Gather every line of the entries that includes the word "UNIQUE".

::::::

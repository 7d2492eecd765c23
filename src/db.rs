use rusqlite::Connection;
use std::path::Path;

pub fn open_db(workspace: &Path) -> anyhow::Result<Connection> {
    std::fs::create_dir_all(workspace)?;
    let db_path = workspace.join("lms.sqlite3");
    let conn = Connection::open(db_path)?;
    conn.execute("PRAGMA foreign_keys = ON", [])?;

    conn.execute(
        "CREATE TABLE IF NOT EXISTS users(
            id TEXT PRIMARY KEY,
            name TEXT NOT NULL,
            email TEXT NOT NULL UNIQUE,
            password_hash TEXT NOT NULL,
            role TEXT NOT NULL CHECK (role IN ('admin','instructor','student')),
            created_at TEXT NOT NULL
        )",
        [],
    )?;

    conn.execute(
        "CREATE TABLE IF NOT EXISTS courses(
            id TEXT PRIMARY KEY,
            code TEXT NOT NULL UNIQUE,
            title TEXT NOT NULL,
            description TEXT,
            access_code TEXT,
            instructor_id TEXT NOT NULL,
            FOREIGN KEY(instructor_id) REFERENCES users(id)
        )",
        [],
    )?;

    conn.execute(
        "CREATE TABLE IF NOT EXISTS enrollments(
            user_id TEXT NOT NULL,
            course_id TEXT NOT NULL,
            role TEXT NOT NULL CHECK (role IN ('instructor','student')),
            PRIMARY KEY(user_id, course_id),
            FOREIGN KEY(user_id) REFERENCES users(id),
            FOREIGN KEY(course_id) REFERENCES courses(id)
        )",
        [],
    )?;
    conn.execute(
        "CREATE INDEX IF NOT EXISTS idx_enrollments_course ON enrollments(course_id)",
        [],
    )?;

    conn.execute(
        "CREATE TABLE IF NOT EXISTS modules(
            id TEXT PRIMARY KEY,
            course_id TEXT NOT NULL,
            title TEXT NOT NULL,
            content TEXT,
            order_index INTEGER NOT NULL DEFAULT 0,
            FOREIGN KEY(course_id) REFERENCES courses(id)
        )",
        [],
    )?;
    conn.execute(
        "CREATE INDEX IF NOT EXISTS idx_modules_course ON modules(course_id, order_index)",
        [],
    )?;

    conn.execute(
        "CREATE TABLE IF NOT EXISTS announcements(
            id TEXT PRIMARY KEY,
            course_id TEXT NOT NULL,
            title TEXT NOT NULL,
            message TEXT NOT NULL,
            is_system INTEGER NOT NULL DEFAULT 0,
            posted_at TEXT NOT NULL,
            FOREIGN KEY(course_id) REFERENCES courses(id)
        )",
        [],
    )?;
    conn.execute(
        "CREATE INDEX IF NOT EXISTS idx_announcements_course ON announcements(course_id)",
        [],
    )?;

    conn.execute(
        "CREATE TABLE IF NOT EXISTS course_books(
            id TEXT PRIMARY KEY,
            course_id TEXT NOT NULL,
            title TEXT NOT NULL,
            embed_url TEXT NOT NULL,
            added_at TEXT NOT NULL,
            FOREIGN KEY(course_id) REFERENCES courses(id)
        )",
        [],
    )?;
    conn.execute(
        "CREATE INDEX IF NOT EXISTS idx_course_books_course ON course_books(course_id)",
        [],
    )?;

    conn.execute(
        "CREATE TABLE IF NOT EXISTS attendance_sessions(
            id TEXT PRIMARY KEY,
            course_id TEXT NOT NULL,
            title TEXT NOT NULL,
            session_date TEXT NOT NULL,
            access_code TEXT NOT NULL,
            is_open INTEGER NOT NULL DEFAULT 0,
            created_at TEXT NOT NULL,
            FOREIGN KEY(course_id) REFERENCES courses(id)
        )",
        [],
    )?;
    conn.execute(
        "CREATE INDEX IF NOT EXISTS idx_attendance_sessions_course ON attendance_sessions(course_id)",
        [],
    )?;

    conn.execute(
        "CREATE TABLE IF NOT EXISTS attendance_logs(
            id TEXT PRIMARY KEY,
            session_id TEXT NOT NULL,
            student_id TEXT NOT NULL,
            marked_at TEXT NOT NULL,
            UNIQUE(session_id, student_id),
            FOREIGN KEY(session_id) REFERENCES attendance_sessions(id),
            FOREIGN KEY(student_id) REFERENCES users(id)
        )",
        [],
    )?;
    conn.execute(
        "CREATE INDEX IF NOT EXISTS idx_attendance_logs_session ON attendance_logs(session_id)",
        [],
    )?;

    conn.execute(
        "CREATE TABLE IF NOT EXISTS assignments(
            id TEXT PRIMARY KEY,
            course_id TEXT NOT NULL,
            module_id TEXT,
            title TEXT NOT NULL,
            description TEXT,
            due_at TEXT,
            points INTEGER NOT NULL DEFAULT 0,
            FOREIGN KEY(course_id) REFERENCES courses(id),
            FOREIGN KEY(module_id) REFERENCES modules(id)
        )",
        [],
    )?;
    conn.execute(
        "CREATE INDEX IF NOT EXISTS idx_assignments_course ON assignments(course_id)",
        [],
    )?;

    conn.execute(
        "CREATE TABLE IF NOT EXISTS submissions(
            id TEXT PRIMARY KEY,
            assignment_id TEXT NOT NULL,
            student_id TEXT NOT NULL,
            body_text TEXT,
            file_path TEXT,
            submitted_at TEXT NOT NULL,
            UNIQUE(assignment_id, student_id),
            FOREIGN KEY(assignment_id) REFERENCES assignments(id),
            FOREIGN KEY(student_id) REFERENCES users(id)
        )",
        [],
    )?;
    conn.execute(
        "CREATE INDEX IF NOT EXISTS idx_submissions_assignment ON submissions(assignment_id)",
        [],
    )?;

    conn.execute(
        "CREATE TABLE IF NOT EXISTS quizzes(
            id TEXT PRIMARY KEY,
            course_id TEXT NOT NULL,
            module_id TEXT,
            title TEXT NOT NULL,
            description TEXT,
            time_limit_minutes INTEGER,
            attempt_limit INTEGER NOT NULL DEFAULT 0,
            total_points INTEGER NOT NULL DEFAULT 0,
            FOREIGN KEY(course_id) REFERENCES courses(id),
            FOREIGN KEY(module_id) REFERENCES modules(id)
        )",
        [],
    )?;
    // Early workspaces predate attempt limits; backfill the column.
    ensure_quizzes_attempt_limit(&conn)?;
    conn.execute(
        "CREATE INDEX IF NOT EXISTS idx_quizzes_course ON quizzes(course_id)",
        [],
    )?;

    conn.execute(
        "CREATE TABLE IF NOT EXISTS quiz_questions(
            id TEXT PRIMARY KEY,
            quiz_id TEXT NOT NULL,
            kind TEXT NOT NULL CHECK (kind IN ('mcq','short')),
            prompt TEXT NOT NULL,
            points INTEGER NOT NULL DEFAULT 1,
            correct_text TEXT,
            correct_pattern TEXT,
            case_sensitive INTEGER NOT NULL DEFAULT 0,
            FOREIGN KEY(quiz_id) REFERENCES quizzes(id)
        )",
        [],
    )?;
    conn.execute(
        "CREATE INDEX IF NOT EXISTS idx_quiz_questions_quiz ON quiz_questions(quiz_id)",
        [],
    )?;

    conn.execute(
        "CREATE TABLE IF NOT EXISTS quiz_choices(
            id TEXT PRIMARY KEY,
            question_id TEXT NOT NULL,
            label TEXT NOT NULL,
            is_correct INTEGER NOT NULL DEFAULT 0,
            sort_order INTEGER NOT NULL DEFAULT 0,
            FOREIGN KEY(question_id) REFERENCES quiz_questions(id)
        )",
        [],
    )?;
    conn.execute(
        "CREATE INDEX IF NOT EXISTS idx_quiz_choices_question ON quiz_choices(question_id, sort_order)",
        [],
    )?;

    conn.execute(
        "CREATE TABLE IF NOT EXISTS quiz_attempts(
            id TEXT PRIMARY KEY,
            quiz_id TEXT NOT NULL,
            student_id TEXT NOT NULL,
            attempt_no INTEGER NOT NULL,
            started_at TEXT NOT NULL,
            submitted_at TEXT,
            auto_score INTEGER,
            manual_score INTEGER,
            feedback TEXT,
            FOREIGN KEY(quiz_id) REFERENCES quizzes(id),
            FOREIGN KEY(student_id) REFERENCES users(id)
        )",
        [],
    )?;
    ensure_attempts_manual_grade(&conn)?;
    conn.execute(
        "CREATE INDEX IF NOT EXISTS idx_quiz_attempts_quiz ON quiz_attempts(quiz_id)",
        [],
    )?;
    conn.execute(
        "CREATE INDEX IF NOT EXISTS idx_quiz_attempts_student ON quiz_attempts(quiz_id, student_id)",
        [],
    )?;

    conn.execute(
        "CREATE TABLE IF NOT EXISTS quiz_answers(
            id TEXT PRIMARY KEY,
            attempt_id TEXT NOT NULL,
            question_id TEXT NOT NULL,
            choice_id TEXT,
            answer_text TEXT,
            is_correct INTEGER,
            points_awarded INTEGER NOT NULL DEFAULT 0,
            UNIQUE(attempt_id, question_id),
            FOREIGN KEY(attempt_id) REFERENCES quiz_attempts(id),
            FOREIGN KEY(question_id) REFERENCES quiz_questions(id)
        )",
        [],
    )?;
    conn.execute(
        "CREATE INDEX IF NOT EXISTS idx_quiz_answers_attempt ON quiz_answers(attempt_id)",
        [],
    )?;
    conn.execute(
        "CREATE INDEX IF NOT EXISTS idx_quiz_answers_question ON quiz_answers(question_id)",
        [],
    )?;

    Ok(conn)
}

fn ensure_quizzes_attempt_limit(conn: &Connection) -> anyhow::Result<()> {
    if table_has_column(conn, "quizzes", "attempt_limit")? {
        return Ok(());
    }
    conn.execute(
        "ALTER TABLE quizzes ADD COLUMN attempt_limit INTEGER NOT NULL DEFAULT 0",
        [],
    )?;
    Ok(())
}

fn ensure_attempts_manual_grade(conn: &Connection) -> anyhow::Result<()> {
    if !table_has_column(conn, "quiz_attempts", "manual_score")? {
        conn.execute("ALTER TABLE quiz_attempts ADD COLUMN manual_score INTEGER", [])?;
    }
    if !table_has_column(conn, "quiz_attempts", "feedback")? {
        conn.execute("ALTER TABLE quiz_attempts ADD COLUMN feedback TEXT", [])?;
    }
    Ok(())
}

fn table_has_column(conn: &Connection, table: &str, column: &str) -> anyhow::Result<bool> {
    let sql = format!("PRAGMA table_info({})", table);
    let mut stmt = conn.prepare(&sql)?;
    let mut rows = stmt.query([])?;
    while let Some(row) = rows.next()? {
        let name: String = row.get(1)?;
        if name == column {
            return Ok(true);
        }
    }
    Ok(false)
}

::::::

◆ The answer
            email TEXT NOT NULL UNIQUE,
            code TEXT NOT NULL UNIQUE,
            UNIQUE(session_id, student_id),
            UNIQUE(assignment_id, student_id),
            UNIQUE(attempt_id, question_id),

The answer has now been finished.